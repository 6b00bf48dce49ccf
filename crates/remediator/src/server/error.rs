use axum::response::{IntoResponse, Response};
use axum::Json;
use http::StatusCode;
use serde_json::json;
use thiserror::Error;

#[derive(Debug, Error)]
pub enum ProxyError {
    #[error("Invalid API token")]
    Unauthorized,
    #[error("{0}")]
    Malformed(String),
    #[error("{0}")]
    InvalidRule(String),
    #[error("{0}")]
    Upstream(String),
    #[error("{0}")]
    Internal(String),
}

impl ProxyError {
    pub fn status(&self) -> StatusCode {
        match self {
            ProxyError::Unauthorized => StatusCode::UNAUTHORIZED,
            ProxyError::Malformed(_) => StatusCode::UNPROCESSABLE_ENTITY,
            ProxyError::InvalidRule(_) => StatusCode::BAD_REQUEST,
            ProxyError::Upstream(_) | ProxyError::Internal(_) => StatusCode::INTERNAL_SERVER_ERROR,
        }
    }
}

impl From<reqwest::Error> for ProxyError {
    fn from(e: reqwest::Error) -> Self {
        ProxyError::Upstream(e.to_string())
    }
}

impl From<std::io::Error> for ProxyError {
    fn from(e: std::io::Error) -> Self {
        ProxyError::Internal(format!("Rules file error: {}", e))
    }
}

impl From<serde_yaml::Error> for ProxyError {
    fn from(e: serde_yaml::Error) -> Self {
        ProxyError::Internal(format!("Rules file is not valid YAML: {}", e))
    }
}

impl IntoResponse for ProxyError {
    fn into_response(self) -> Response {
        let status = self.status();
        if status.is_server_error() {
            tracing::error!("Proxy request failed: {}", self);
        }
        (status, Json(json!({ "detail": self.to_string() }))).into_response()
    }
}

--

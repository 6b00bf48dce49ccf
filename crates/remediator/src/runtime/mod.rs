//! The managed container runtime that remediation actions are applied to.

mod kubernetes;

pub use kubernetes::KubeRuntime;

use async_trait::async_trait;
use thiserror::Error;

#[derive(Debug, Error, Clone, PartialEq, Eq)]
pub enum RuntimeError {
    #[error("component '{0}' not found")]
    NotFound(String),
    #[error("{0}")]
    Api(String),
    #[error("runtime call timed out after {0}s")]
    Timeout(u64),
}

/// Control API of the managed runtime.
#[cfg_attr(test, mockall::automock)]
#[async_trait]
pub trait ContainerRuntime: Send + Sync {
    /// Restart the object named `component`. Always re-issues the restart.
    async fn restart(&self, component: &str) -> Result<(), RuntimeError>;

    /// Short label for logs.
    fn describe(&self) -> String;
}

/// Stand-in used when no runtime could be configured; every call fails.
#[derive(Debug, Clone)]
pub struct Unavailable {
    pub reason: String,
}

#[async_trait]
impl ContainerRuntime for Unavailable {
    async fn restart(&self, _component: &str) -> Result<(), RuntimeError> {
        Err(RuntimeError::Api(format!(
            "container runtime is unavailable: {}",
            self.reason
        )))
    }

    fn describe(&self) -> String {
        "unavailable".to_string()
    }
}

What the task requires:
Within the entries above, count each line holding the string "filename". Give only the result.

Answer to the problem:
2